These laws also impose liability for a release of ACMs and may enable third
parties to seek recovery from owners or operators of real properties for
personal injury associated with ACMs. In connection with the ownership,
operation or management of properties, the Company could be potentially liable
for those costs. There are ACMs at certain of the Owned Properties, and there
may be ACMs at certain of the other AIMCO Properties.
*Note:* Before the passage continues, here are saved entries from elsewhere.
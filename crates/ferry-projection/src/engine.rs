use bson::{Bson, Document};

use crate::node::Node;
use crate::pattern::{PathPattern, Segment};

/// Top-level field that survives every projection.
pub const ID_FIELD: &str = "_id";

#[derive(Debug, Clone, Copy, PartialEq, Eq)]
pub enum ProjectionMode {
    /// Keep everything except the fields the patterns name.
    Blacklist,
    /// Drop everything except the fields the patterns name.
    Whitelist,
}

/// What a single pattern says about a single field.
#[derive(Debug, Clone, Copy, PartialEq, Eq)]
enum Verdict<'p> {
    NoOp,
    RemoveWhole,
    KeepWhole,
    KeepEmpty,
    Recurse(&'p [Segment]),
}

/// How a field value is treated for the patterns that apply to it.
enum Shape<'a> {
    /// Scalars, and arrays nothing needs to look inside.
    Leaf,
    Document(&'a Document),
    /// An array whose elements are all documents, with at least one pattern
    /// continuing past the field name.
    Documents(Vec<&'a Document>),
}

impl<'a> Shape<'a> {
    fn of(value: &'a Bson, paths: &[&[Segment]]) -> Self {
        match Node::of(value) {
            Node::Document(doc) => Shape::Document(doc),
            node @ Node::Array(_) if continues_past(paths) => {
                node.documents().map_or(Shape::Leaf, Shape::Documents)
            }
            _ => Shape::Leaf,
        }
    }

    fn is_branch(&self) -> bool {
        !matches!(self, Shape::Leaf)
    }

    fn descend(&self, mode: ProjectionMode, paths: &[&[Segment]]) -> Option<Bson> {
        match self {
            Shape::Leaf => None,
            Shape::Document(doc) => Some(Bson::Document(project_level(doc, mode, paths, false))),
            Shape::Documents(docs) => Some(Bson::Array(
                docs.iter()
                    .map(|doc| Bson::Document(project_level(doc, mode, paths, false)))
                    .collect(),
            )),
        }
    }
}

/// Whether any path has segments left after the current one. A `**` head
/// swallows its tail, so it never continues.
fn continues_past(paths: &[&[Segment]]) -> bool {
    paths
        .iter()
        .any(|path| path.len() > 1 && path.first() != Some(&Segment::DeepWildcard))
}

/// Filter `doc` against `patterns`, returning a new document.
///
/// The input is only borrowed; callers swap the result in once it is
/// complete. Field order is preserved, arrays keep their length and order,
/// and a top-level `_id` is always carried over.
pub fn project(doc: &Document, mode: ProjectionMode, patterns: &[PathPattern]) -> Document {
    let paths: Vec<&[Segment]> = patterns.iter().map(PathPattern::segments).collect();
    project_level(doc, mode, &paths, true)
}

fn project_level(
    doc: &Document,
    mode: ProjectionMode,
    paths: &[&[Segment]],
    top_level: bool,
) -> Document {
    let mut dest = Document::new();

    for (name, value) in doc {
        if top_level && name == ID_FIELD {
            dest.insert(name.clone(), value.clone());
            continue;
        }

        if let Some(projected) = project_field(name, value, mode, paths) {
            dest.insert(name.clone(), projected);
        }
    }

    dest
}

fn project_field(
    name: &str,
    value: &Bson,
    mode: ProjectionMode,
    paths: &[&[Segment]],
) -> Option<Bson> {
    let applicable: Vec<&[Segment]> = paths
        .iter()
        .copied()
        .filter(|path| path.first().is_some_and(|head| head.matches(name)))
        .collect();

    if applicable.is_empty() {
        return match mode {
            ProjectionMode::Blacklist => Some(value.clone()),
            ProjectionMode::Whitelist => None,
        };
    }

    let shape = Shape::of(value, &applicable);
    let mut remainders: Vec<&[Segment]> = Vec::new();

    match mode {
        ProjectionMode::Blacklist => {
            for &path in &applicable {
                match verdict(path, &shape, mode) {
                    Verdict::RemoveWhole => return None,
                    Verdict::Recurse(rest) => remainders.push(rest),
                    _ => {}
                }
            }
            if remainders.is_empty() {
                Some(value.clone())
            } else {
                shape.descend(mode, &remainders)
            }
        }
        ProjectionMode::Whitelist => {
            let mut include = false;
            for &path in &applicable {
                match verdict(path, &shape, mode) {
                    Verdict::KeepWhole => return Some(value.clone()),
                    Verdict::KeepEmpty => include = true,
                    Verdict::Recurse(rest) => {
                        include = true;
                        remainders.push(rest);
                    }
                    _ => {}
                }
            }
            if include {
                shape.descend(mode, &remainders)
            } else {
                None
            }
        }
    }
}

/// Decide what one applicable path does to a field of the given shape.
fn verdict<'p>(path: &'p [Segment], shape: &Shape<'_>, mode: ProjectionMode) -> Verdict<'p> {
    let Some((head, rest)) = path.split_first() else {
        return Verdict::NoOp;
    };

    if *head == Segment::DeepWildcard {
        return match mode {
            ProjectionMode::Blacklist => Verdict::RemoveWhole,
            ProjectionMode::Whitelist => Verdict::KeepWhole,
        };
    }

    match (rest.is_empty(), shape.is_branch(), mode) {
        // `*` never removes a sub-document wholesale, a named field does. An
        // array is removed whatever other paths continue into it.
        (true, true, ProjectionMode::Blacklist) => match (head, shape) {
            (Segment::Wildcard, Shape::Document(_)) => Verdict::NoOp,
            _ => Verdict::RemoveWhole,
        },
        (true, true, ProjectionMode::Whitelist) => Verdict::KeepEmpty,
        (true, false, ProjectionMode::Blacklist) => Verdict::RemoveWhole,
        (true, false, ProjectionMode::Whitelist) => Verdict::KeepWhole,
        (false, true, _) => Verdict::Recurse(rest),
        // Leftover path on a leaf.
        (false, false, ProjectionMode::Blacklist) => Verdict::RemoveWhole,
        (false, false, ProjectionMode::Whitelist) => Verdict::NoOp,
    }
}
AIMCO has developed and
implemented operations and maintenance programs, as appropriate, that establish
operating procedures with respect to the ACMs at most of the Owned Properties,
and intends to develop and implement, as appropriate, such programs at AIMCO
Properties that do not have such programs.
Certain of the Owned Properties are, and some of the other AIMCO Properties
may be, located on or near properties that contain or have contained underground
storage tanks or on which activities have occurred which could have released
hazardous substances into the soil or groundwater. There can be no assurances
that such hazardous substances have not been released or have not migrated, or
in the future will not be released or will not migrate onto the AIMCO
Properties. Such hazardous substances have been released at certain Owned
Properties and, in at least one case, have migrated from an off-site location
onto the Company's property. In addition, the Company's Montecito property in
Austin, Texas, is located adjacent to, and may be partially on, land that was
used as a landfill. Low levels of methane and other landfill gas have been
detected at Montecito. The City of Austin (the "City"), the former landfill
operator, has assumed responsibility for conducting all investigation and
remedial activities to date associated with the methane and other landfill gas.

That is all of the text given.